In April 2019 the U.S. Department of Justice (DOJ) released the results of a three-year investigation into men’s prisons operated by the Alabama Department of Corrections (ADOC), finding that conditions in the facilities violate prisoners’ guarantee of protection from cruel and unusual punishment under the Eighth Amendment.

“The violations are severe, systematic, and exacerbated by serious deficiencies” in virtually every area of prison operations, the DOJ reported.

The investigation, which began in 2016, focused on whether the ADOC adequately protects prisoners from physical and sexual abuse at the hands of other prisoners, and from the use of excessive force and sexual assaults by guards. Also at issue was whether prisoners are provided with sanitary, secure and safe living conditions.

The DOJ found that due to a toxic combination of overcrowding and understaffing, ADOC facilities are “inadequately supervised, with inappropriate and unsafe housing designations, creating an environment rife with violence, extortion, drugs, and weapons.”

In 2014, the homicide rate in U.S. prisons averaged seven per 100,000 prisoners. In fiscal year 2017, the ADOC reported a rate eight times higher, tallying nine homicides among a prison population that was then 16,000. The actual murder rate may be higher, the DOJ noted, since it found several cases where prisoners’ autopsy reports cited homicide as the cause of death but prison officials attributed the deaths to natural or other causes.

The number of violent prisoner-on-prisoner incidents has increased dramatically over the last five-and-a-half years.

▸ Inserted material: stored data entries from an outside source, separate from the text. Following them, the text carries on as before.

use serde::{Deserialize, Serialize};

/// Timing of one character currently in the input buffer
#[derive(Debug, Clone, Copy, PartialEq, Serialize, Deserialize)]
pub struct CharacterTiming {
    pub index: usize,
    pub ch: char,
    pub elapsed: f64,
    pub is_correct: bool,
}

/// One accepted keystroke. The keypress log is never truncated, so an index
/// can appear more than once.
#[derive(Debug, Clone, Copy, PartialEq, Serialize, Deserialize)]
pub struct KeypressEvent {
    pub elapsed: f64,
    pub char_index: usize,
    pub is_correct: bool,
}

/// Records per-character timings and the keypress audit trail for the
/// running session.
///
/// The character log always has exactly one entry per character of the last
/// recorded input.
#[derive(Debug, Clone, Default)]
pub struct TimelineRecorder {
    target: Vec<char>,
    last_input: Vec<char>,
    char_timings: Vec<CharacterTiming>,
    keypresses: Vec<KeypressEvent>,
}

impl TimelineRecorder {
    pub fn new(target: &str) -> Self {
        Self {
            target: target.chars().collect(),
            ..Self::default()
        }
    }

    /// Clear both logs and switch to a new target text
    pub fn reset(&mut self, target: &str) {
        *self = Self::new(target);
    }

    /// Record the authoritative input observed `elapsed` seconds after the
    /// first keystroke.
    pub fn record(&mut self, input: &str, elapsed: f64) {
        let input: Vec<char> = input.chars().collect();
        if input == self.last_input {
            return;
        }

        if let Some(&last) = input.last() {
            let idx = input.len() - 1;
            self.keypresses.push(KeypressEvent {
                elapsed,
                char_index: idx,
                is_correct: self.is_correct_at(idx, last),
            });
        }

        // Everything past the unchanged prefix is stale: a shrink truncates,
        // a one-char grow appends, a replace of the last char overwrites it.
        let kept = self
            .last_input
            .iter()
            .zip(input.iter())
            .take_while(|(a, b)| a == b)
            .count();
        self.char_timings.truncate(kept);

        let added = input.len() - kept;
        if added > 0 {
            // Pasted runs are spread evenly between the last kept timing and
            // now, matching the uniform spacing used for synthetic timelines.
            let from = self.char_timings.last().map_or(0.0, |t| t.elapsed);
            let from = from.min(elapsed);
            for (step, idx) in (kept..input.len()).enumerate() {
                let fraction = (step + 1) as f64 / added as f64;
                let ch = input[idx];
                self.char_timings.push(CharacterTiming {
                    index: idx,
                    ch,
                    elapsed: from + (elapsed - from) * fraction,
                    is_correct: self.is_correct_at(idx, ch),
                });
            }
        }

        self.last_input = input;
    }

    pub fn char_timings(&self) -> &[CharacterTiming] {
        &self.char_timings
    }

    pub fn keypresses(&self) -> &[KeypressEvent] {
        &self.keypresses
    }

    /// Snapshot both logs into an immutable timeline
    pub fn freeze(&self) -> FrozenTimeline {
        FrozenTimeline {
            char_timings: self.char_timings.clone(),
            keypresses: self.keypresses.clone(),
        }
    }

    fn is_correct_at(&self, idx: usize, ch: char) -> bool {
        self.target.get(idx) == Some(&ch)
    }
}

/// Final copy of a session's timeline. Only readable.
#[derive(Debug, Clone, Default, PartialEq, Serialize)]
pub struct FrozenTimeline {
    char_timings: Vec<CharacterTiming>,
    keypresses: Vec<KeypressEvent>,
}

impl FrozenTimeline {
    pub fn from_parts(char_timings: Vec<CharacterTiming>, keypresses: Vec<KeypressEvent>) -> Self {
        Self {
            char_timings,
            keypresses,
        }
    }

    pub fn char_timings(&self) -> &[CharacterTiming] {
        &self.char_timings
    }

    pub fn keypresses(&self) -> &[KeypressEvent] {
        &self.keypresses
    }

    pub fn is_empty(&self) -> bool {
        self.char_timings.is_empty() && self.keypresses.is_empty()
    }

    /// Elapsed time of the latest recorded character, if any
    pub fn last_elapsed(&self) -> Option<f64> {
        self.char_timings.last().map(|t| t.elapsed)
    }
}
use serde::{Deserialize, Serialize};

/// One whole-second tick of the results graph
#[derive(Debug, Clone, Copy, PartialEq, Serialize, Deserialize)]
pub struct GraphPoint {
    pub time: f64,
    pub wpm: f64,
    pub raw: f64,
}

impl GraphPoint {
    pub fn new(time: f64, wpm: f64, raw: f64) -> Self {
        Self { time, wpm, raw }
    }

    pub fn wpm_coord(&self) -> (f64, f64) {
        (self.time, self.wpm)
    }

    pub fn raw_coord(&self) -> (f64, f64) {
        (self.time, self.raw)
    }
}

/// An incorrect keystroke pinned to the WPM curve
#[derive(Debug, Clone, Copy, PartialEq, Serialize, Deserialize)]
pub struct ErrorMarker {
    pub time: f64,
    pub wpm: f64,
}

impl ErrorMarker {
    pub fn new(time: f64, wpm: f64) -> Self {
        Self { time, wpm }
    }
}

impl From<(f64, f64)> for ErrorMarker {
    fn from(v: (f64, f64)) -> Self {
        ErrorMarker { time: v.0, wpm: v.1 }
    }
}

impl From<ErrorMarker> for (f64, f64) {
    fn from(m: ErrorMarker) -> Self {
        (m.time, m.wpm)
    }
}

impl From<&GraphPoint> for ErrorMarker {
    fn from(p: &GraphPoint) -> Self {
        ErrorMarker {
            time: p.time,
            wpm: p.wpm,
        }
    }
}
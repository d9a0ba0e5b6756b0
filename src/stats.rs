use std::collections::VecDeque;

use serde::{Deserialize, Serialize};

use crate::util::chars_to_wpm;

/// Trailing window used for the live peak raw speed
pub const RAW_PEAK_WINDOW_SECS: f64 = 0.5;

/// Snapshot of a session's typing performance
#[derive(Debug, Clone, Copy, PartialEq, Serialize, Deserialize)]
#[serde(rename_all = "camelCase")]
pub struct Stats {
    pub wpm: f64,
    pub raw_wpm: f64,
    pub accuracy: f64,
    pub time: f64,
    pub correct_chars: usize,
    pub incorrect_chars: usize,
    pub total_chars: usize,
    pub current_streak: usize,
    pub best_streak: usize,
}

impl Default for Stats {
    fn default() -> Self {
        Self {
            wpm: 0.0,
            raw_wpm: 0.0,
            accuracy: 100.0,
            time: 0.0,
            correct_chars: 0,
            incorrect_chars: 0,
            total_chars: 0,
            current_streak: 0,
            best_streak: 0,
        }
    }
}

impl Stats {
    /// Replace accuracy and the incorrect count with the engine's values.
    /// The engine tracks mistakes across corrections, which a recompute from
    /// the final buffer cannot see.
    pub fn with_authoritative(mut self, accuracy: f64, mistakes: u32) -> Self {
        self.accuracy = accuracy.clamp(0.0, 100.0);
        self.incorrect_chars = mistakes as usize;
        self
    }
}

/// Arrival time of character `index` out of `count` when `elapsed_secs` is
/// spread evenly across them. This is an estimate, not a measurement; the
/// live raw speed and the synthetic graph timeline both rely on it.
pub fn uniform_arrival(index: usize, count: usize, elapsed_secs: f64) -> f64 {
    if count == 0 {
        return 0.0;
    }
    (index as f64 / count as f64) * elapsed_secs
}

/// Compute a stats snapshot from the current buffer, the target text, and the
/// seconds since the first keystroke. Pure: same inputs, same output.
pub fn compute_stats(input: &str, target: &str, elapsed_secs: f64) -> Stats {
    let input: Vec<char> = input.chars().collect();
    let target: Vec<char> = target.chars().collect();
    let elapsed_secs = if elapsed_secs.is_finite() && elapsed_secs > 0.0 {
        elapsed_secs
    } else {
        0.0
    };

    let mut correct = 0;
    let mut streak = 0;
    let mut best_streak = 0;
    for (i, c) in input.iter().enumerate() {
        if target.get(i) == Some(c) {
            correct += 1;
            streak += 1;
            best_streak = best_streak.max(streak);
        } else {
            streak = 0;
        }
    }

    let accuracy = if input.is_empty() {
        100.0
    } else {
        (100.0 * correct as f64 / input.len() as f64).clamp(0.0, 100.0)
    };

    Stats {
        wpm: chars_to_wpm(correct as f64, elapsed_secs),
        raw_wpm: peak_raw_wpm(&input, &target, elapsed_secs),
        accuracy,
        time: elapsed_secs,
        correct_chars: correct,
        incorrect_chars: input.len() - correct,
        total_chars: target.len(),
        current_streak: streak,
        best_streak,
    }
}

/// Peak speed over a trailing window of estimated arrival times.
///
/// Characters enter the window one at a time; entries more than
/// [`RAW_PEAK_WINDOW_SECS`] older than the newest are evicted. The rate uses
/// the span actually covered by what is left, so a window holding two close
/// characters does not divide by the full window length.
fn peak_raw_wpm(input: &[char], target: &[char], elapsed_secs: f64) -> f64 {
    if input.is_empty() || elapsed_secs <= 0.0 {
        return 0.0;
    }

    let mut window: VecDeque<(f64, bool)> = VecDeque::with_capacity(input.len());
    let mut window_correct = 0usize;
    let mut peak = 0.0_f64;

    for (i, c) in input.iter().enumerate() {
        let at = uniform_arrival(i, input.len(), elapsed_secs);
        let is_correct = target.get(i) == Some(c);
        window.push_back((at, is_correct));
        if is_correct {
            window_correct += 1;
        }

        while let Some(&(oldest, oldest_correct)) = window.front() {
            if at - oldest <= RAW_PEAK_WINDOW_SECS {
                break;
            }
            window.pop_front();
            if oldest_correct {
                window_correct -= 1;
            }
        }

        let span = window.front().map_or(0.0, |&(oldest, _)| at - oldest);
        if span > 0.0 {
            peak = peak.max(chars_to_wpm(window_correct as f64, span));
        }
    }

    peak
}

Further, ADOC reports indicate that since 2017, guards have been “stabbed, punched, kicked, threatened with broomsticks and knives, and had their heads stomped on.” Before the DOJ began its investigation, a guard was stabbed to death at the Holman Correctional Institution.

“Walking out of these gates, knowing you’re still alive, that’s a successful day,” a Donaldson Correctional Institution guard told DOJ investigators.

While overcrowding in itself is not unconstitutional, the DOJ said the fact that ADOC facilities held 16,327 prisoners in 2016 – the number swelled to 20,948 by April 2019 – in prisons designed to hold 9,882, exacerbated conditions that violate the Eighth Amendment. Severe understaffing only makes the problem worse. In February 2019, the ADOC admitted it had only 1,072 guards to fill 3,326 authorized positions.

The warden at the Holman Correctional Institution said on any given day she has “probably 11” guards per shift, including supervisors, for the entire facility, which houses 800 prisoners. The warden at the Bibb Correctional Institution – known as “Bloody Bibb” – said he has 66 guards spread over four shifts to supervise 1,800 prisoners.

The DOJ report cited incidents where prisoners were held hostage and tied up in cells due to drug debts or extortion. In one case, a prisoner was found tied to a bunk and strangled to death. Rapes, torture and assaults occur in blind spots. In so-called “hot bays,” which house prisoners with disciplinary issues, staff members do not enter “unless someone is killed and they have to clean up the aftermath,” the DOJ wrote. When investigators inspected the “hot bay” at the Bibb Correctional Institution, a captain warned them, “Enter at your own risk.”

The DOJ found that drugs are rampant, with drug debts placing “prisoners and their families at risk of extortion.” ADOC officials acknowledged that staff sometimes smuggle in contraband, and DOJ investigators noted that employees are not searched upon entering the prisons.

Another problem uncovered by investigators was that the ADOC discourages reports of sexual assaults and violence, often punishing the prisoner who makes such reports while taking no action against the perpetrator.

Physical plant issues such as defective locks, insufficient or ineffective cameras, a lack of mirrors, and deteriorating electrical and plumbing systems, as well as structural design problems such as blind corners and weaknesses in buildings and perimeters, rounded out the DOJ’s findings.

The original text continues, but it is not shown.